The A9 labs have been around since 2003, as an arm of sorts of Amazon. When they started out, they used basic AI solutions to optimize Amazon’s search technology. From there, they built out into other industries and began accepting a wide stable of clients. These days, their focus is still on their parent company, but their focus is shifting. Deep learning and machine learning are becoming the order of the day at A9 Labs, as they are just about everywhere. According to Sawaf’s LinkedIn, the division is hiring. Specifically, they are looking for people who can apply machine learning and deep learning skills in “Natural Language Understanding, Dialog Processing, Machine Translation, Speech Recognition, Search Ranking, Information Extraction and Computer Vision”. All of those sound a lot like things that could help in the development of Alexa.

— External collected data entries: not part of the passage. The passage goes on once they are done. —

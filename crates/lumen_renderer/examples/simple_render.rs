//! Simple ray tracer example.
//!
//! Renders a glass sphere over a mirror floor, lit by a spot light, and saves
//! it as `images/simple_render.png`.

use std::sync::Arc;

use lumen_renderer::{
    AmbientLight, BasicRayTracer, Camera, Color, ImageWriter, Material, Plane, Point, Scene, Sphere,
    SpotLight, Vector,
};

fn main() -> Result<(), Box<dyn std::error::Error>> {
    env_logger::Builder::from_default_env()
        .filter_level(log::LevelFilter::Info)
        .init();

    let scene = build_scene()?;

    let camera = Camera::new(
        Point::new(0.0, 0.0, 1000.0),
        Vector::new(0.0, 0.0, -1.0)?,
        Vector::new(0.0, 1.0, 0.0)?,
    )?
    .with_view_plane_size(200.0, 200.0)
    .with_view_plane_distance(1000.0)
    .with_anti_aliasing(true, 3)
    .with_threads(0)
    .with_ray_tracer(Arc::new(BasicRayTracer::new(Arc::new(scene))));

    let mut image = ImageWriter::new("simple_render", 400, 400);
    camera.render_image(&mut image)?;
    let path = image.write_to_file("images")?;
    println!("Saved to {}", path.display());
    Ok(())
}

fn build_scene() -> Result<Scene, Box<dyn std::error::Error>> {
    let glass = Sphere::new(Point::new(0.0, 0.0, -50.0), 50.0)?
        .with_emission(Color::new(0.0, 0.0, 255.0))
        .with_material(
            Material::new()
                .with_kd(0.4)
                .with_ks(0.3)
                .with_shininess(100)
                .with_kt(0.3),
        );
    let core = Sphere::new(Point::new(0.0, 0.0, -50.0), 25.0)?
        .with_emission(Color::new(255.0, 0.0, 0.0))
        .with_material(Material::new().with_kd(0.5).with_ks(0.5).with_shininess(100));
    let floor = Plane::new(Point::new(0.0, -60.0, 0.0), Vector::new(0.0, 1.0, 0.0)?)
        .with_emission(Color::new(20.0, 20.0, 20.0))
        .with_material(Material::new().with_kd(0.3).with_kr(0.4));

    let spot = SpotLight::new(
        Color::new(1000.0, 600.0, 0.0),
        Point::new(-100.0, 100.0, 500.0),
        Vector::new(1.0, -1.0, -5.0)?,
    )
    .with_kl(0.0004)
    .with_kq(0.0000006);

    Ok(Scene::new("simple render")
        .with_ambient_light(AmbientLight::new(Color::new(255.0, 255.0, 255.0), 0.1))
        .with_geometry(glass)
        .with_geometry(core)
        .with_geometry(floor)
        .with_light(spot))
}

Amazon’s AI-based personal assistant solution does technically qualify as a search product, since it intelligently connects you with local search and Amazon’s own product portfolio. With Alexa reportedly soon to find itself on a host of new platforms, Sawaf seems like just the right person to lead the charge in development and porting of the AI solution. He not only has 20 years of related experience under his belt, but boasts a wide range of relevant patents. Sawaf’s new role in leading efforts to optimize the user experience for search on Amazon sounds like optimization and development of Alexa could certainly fall under that job description, and the talents that he’s looking for in new blood seem to fit the bill as well. It is quite possible that we will be seeing Alexa pick up new capabilities and refine its natural language processing as it begins to make its way to other platforms. While others in the field like Google are quite formidable, Sawaf can certainly hold his own when it comes to AI programming, and it looks as though he will be put in charge of a team of people who can all say the same. If all of this does indeed point to work on Alexa, with the release of Google Home on the horizon, the virtual assistant war could seriously heat up in the very near future.